* **What is being asked**
Find the line holding "#[command(author, version, about, long_about" in the entries below. Give it again exactly, along with every line after it up to and including the line holding "#[arg(long)]".

(Dataset entries)
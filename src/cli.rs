use clap::{Parser, Subcommand};
use std::path::PathBuf;

#[derive(Parser)]
#[command(author, version, about, long_about = None)]
pub struct Args {
    /// Enable verbose logging
    #[arg(short, long)]
    pub verbose: bool,

    /// Configuration file path
    #[arg(short, long)]
    pub config: Option<PathBuf>,

    #[command(subcommand)]
    pub command: Commands,
}

#[derive(Subcommand)]
pub enum Commands {
    /// Translate strings given as arguments, or stdin lines when none are given
    Translate {
        /// Target language (defaults to the configured target)
        #[arg(short, long)]
        target: Option<String>,

        /// Page URL used to select a domain override
        #[arg(short, long)]
        url: Option<String>,

        /// Treat as an explicit user request (ignores cache-only overrides)
        #[arg(short, long)]
        manual: bool,

        /// Print the full response as JSON
        #[arg(long)]
        json: bool,

        /// Strings to translate
        texts: Vec<String>,
    },

    /// Inspect or correct provider quotas
    Quota {
        #[command(subcommand)]
        action: QuotaAction,
    },

    /// Manage translation caches
    Cache {
        #[command(subcommand)]
        action: CacheAction,
    },

    /// Show or replace runtime settings
    Settings {
        #[command(subcommand)]
        action: SettingsAction,
    },
}

#[derive(Subcommand)]
pub enum QuotaAction {
    /// List character usage per provider
    List,

    /// Overwrite a provider's character count for this month
    Set {
        /// Quota key of the provider
        quota_key: String,

        /// Characters consumed so far
        characters: u64,
    },
}

#[derive(Subcommand)]
pub enum CacheAction {
    /// Remove every entry from a cache
    Flush {
        /// Cache name (defaults to the shared cache)
        #[arg(short, long)]
        name: Option<String>,
    },

    /// Show stored caches and their sizes
    Info,
}

#[derive(Subcommand)]
pub enum SettingsAction {
    /// Print current settings as JSON
    Show,

    /// Replace settings with the contents of a JSON file
    Import {
        /// Settings JSON file
        file: PathBuf,
    },
}

#[cfg(test)]
mod tests {
    use super::*;

    #[test]
    fn test_parse_translate() {
        let args = Args::parse_from(["transpass", "-v", "translate", "-t", "fr", "--manual", "hi", "bye"]);
        assert!(args.verbose);
        match args.command {
            Commands::Translate { target, manual, texts, url, .. } => {
                assert_eq!(target.as_deref(), Some("fr"));
                assert!(manual);
                assert!(url.is_none());
                assert_eq!(texts, ["hi", "bye"]);
            }
            _ => panic!("expected translate"),
        }
    }

    #[test]
    fn test_parse_quota_set() {
        let args = Args::parse_from(["transpass", "quota", "set", "quota-azure-1", "1200"]);
        match args.command {
            Commands::Quota { action: QuotaAction::Set { quota_key, characters } } => {
                assert_eq!(quota_key, "quota-azure-1");
                assert_eq!(characters, 1200);
            }
            _ => panic!("expected quota set"),
        }
    }
}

* **Response below**
#[command(author, version, about, long_about = None)]
pub struct Args {
    /// Enable verbose logging
    #[arg(short, long)]
    pub verbose: bool,

    /// Configuration file path
    #[arg(short, long)]
    pub config: Option<PathBuf>,

    #[command(subcommand)]
    pub command: Commands,
}

#[derive(Subcommand)]
pub enum Commands {
    /// Translate strings given as arguments, or stdin lines when none are given
    Translate {
        /// Target language (defaults to the configured target)
        #[arg(short, long)]
        target: Option<String>,

        /// Page URL used to select a domain override
        #[arg(short, long)]
        url: Option<String>,

        /// Treat as an explicit user request (ignores cache-only overrides)
        #[arg(short, long)]
        manual: bool,

        /// Print the full response as JSON
        #[arg(long)]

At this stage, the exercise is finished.